**MATERIAL SHOWN:**
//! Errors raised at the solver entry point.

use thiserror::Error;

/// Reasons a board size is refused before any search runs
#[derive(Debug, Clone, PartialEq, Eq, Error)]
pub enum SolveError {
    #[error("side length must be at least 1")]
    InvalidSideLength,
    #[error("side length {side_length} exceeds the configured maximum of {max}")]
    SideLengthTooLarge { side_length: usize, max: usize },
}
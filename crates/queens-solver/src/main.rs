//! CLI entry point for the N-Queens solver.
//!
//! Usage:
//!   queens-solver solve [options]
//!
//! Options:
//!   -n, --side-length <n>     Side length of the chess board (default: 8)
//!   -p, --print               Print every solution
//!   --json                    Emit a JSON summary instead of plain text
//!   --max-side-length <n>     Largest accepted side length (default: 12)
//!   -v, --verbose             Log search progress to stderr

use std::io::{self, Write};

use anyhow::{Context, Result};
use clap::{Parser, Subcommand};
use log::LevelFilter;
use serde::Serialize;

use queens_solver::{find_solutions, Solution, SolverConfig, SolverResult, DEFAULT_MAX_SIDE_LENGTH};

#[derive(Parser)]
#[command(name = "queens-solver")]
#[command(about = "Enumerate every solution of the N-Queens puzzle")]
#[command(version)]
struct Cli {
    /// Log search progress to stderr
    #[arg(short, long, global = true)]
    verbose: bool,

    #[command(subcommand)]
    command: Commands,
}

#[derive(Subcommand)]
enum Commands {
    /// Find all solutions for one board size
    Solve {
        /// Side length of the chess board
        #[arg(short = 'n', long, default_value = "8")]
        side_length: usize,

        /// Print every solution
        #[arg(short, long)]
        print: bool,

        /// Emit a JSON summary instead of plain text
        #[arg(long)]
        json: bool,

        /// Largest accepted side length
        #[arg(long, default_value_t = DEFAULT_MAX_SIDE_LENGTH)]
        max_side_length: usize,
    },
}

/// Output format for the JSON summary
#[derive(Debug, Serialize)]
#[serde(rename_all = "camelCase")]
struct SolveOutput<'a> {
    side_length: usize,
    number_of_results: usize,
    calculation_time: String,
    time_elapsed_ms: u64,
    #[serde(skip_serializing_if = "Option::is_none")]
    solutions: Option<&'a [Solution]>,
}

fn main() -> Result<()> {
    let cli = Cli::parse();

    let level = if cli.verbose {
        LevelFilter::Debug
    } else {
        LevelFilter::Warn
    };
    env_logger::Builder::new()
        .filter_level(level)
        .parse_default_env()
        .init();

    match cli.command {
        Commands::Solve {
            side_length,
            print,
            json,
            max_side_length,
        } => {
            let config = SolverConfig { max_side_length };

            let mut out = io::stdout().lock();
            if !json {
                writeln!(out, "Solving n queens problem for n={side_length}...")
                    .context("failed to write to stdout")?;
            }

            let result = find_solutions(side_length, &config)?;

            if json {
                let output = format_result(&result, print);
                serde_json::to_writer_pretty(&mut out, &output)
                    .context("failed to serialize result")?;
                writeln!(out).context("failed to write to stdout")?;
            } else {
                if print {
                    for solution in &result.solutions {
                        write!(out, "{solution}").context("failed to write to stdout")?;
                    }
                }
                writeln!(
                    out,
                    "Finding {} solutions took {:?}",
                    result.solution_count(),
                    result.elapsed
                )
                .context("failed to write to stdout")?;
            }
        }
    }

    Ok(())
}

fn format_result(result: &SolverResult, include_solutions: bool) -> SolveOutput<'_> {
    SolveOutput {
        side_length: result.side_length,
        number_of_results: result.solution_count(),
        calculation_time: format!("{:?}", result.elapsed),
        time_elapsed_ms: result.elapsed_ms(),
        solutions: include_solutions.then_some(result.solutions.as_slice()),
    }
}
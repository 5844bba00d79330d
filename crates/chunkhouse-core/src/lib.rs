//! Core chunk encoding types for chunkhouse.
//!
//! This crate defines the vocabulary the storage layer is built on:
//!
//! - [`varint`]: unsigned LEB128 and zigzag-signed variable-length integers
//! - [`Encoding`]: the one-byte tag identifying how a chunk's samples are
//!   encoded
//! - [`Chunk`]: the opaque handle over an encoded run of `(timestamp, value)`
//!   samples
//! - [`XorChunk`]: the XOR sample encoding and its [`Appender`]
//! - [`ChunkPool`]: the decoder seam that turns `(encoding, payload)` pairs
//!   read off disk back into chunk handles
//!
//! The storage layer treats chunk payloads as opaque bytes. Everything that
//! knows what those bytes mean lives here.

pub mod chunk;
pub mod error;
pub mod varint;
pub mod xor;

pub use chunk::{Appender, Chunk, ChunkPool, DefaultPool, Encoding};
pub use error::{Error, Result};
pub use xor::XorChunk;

**ACTION ITEM:**
All lines above with the word "instead" need to be reported.

**TASK SOLUTION:**
//!   --json                    Emit a JSON summary instead of plain text
        /// Emit a JSON summary instead of plain text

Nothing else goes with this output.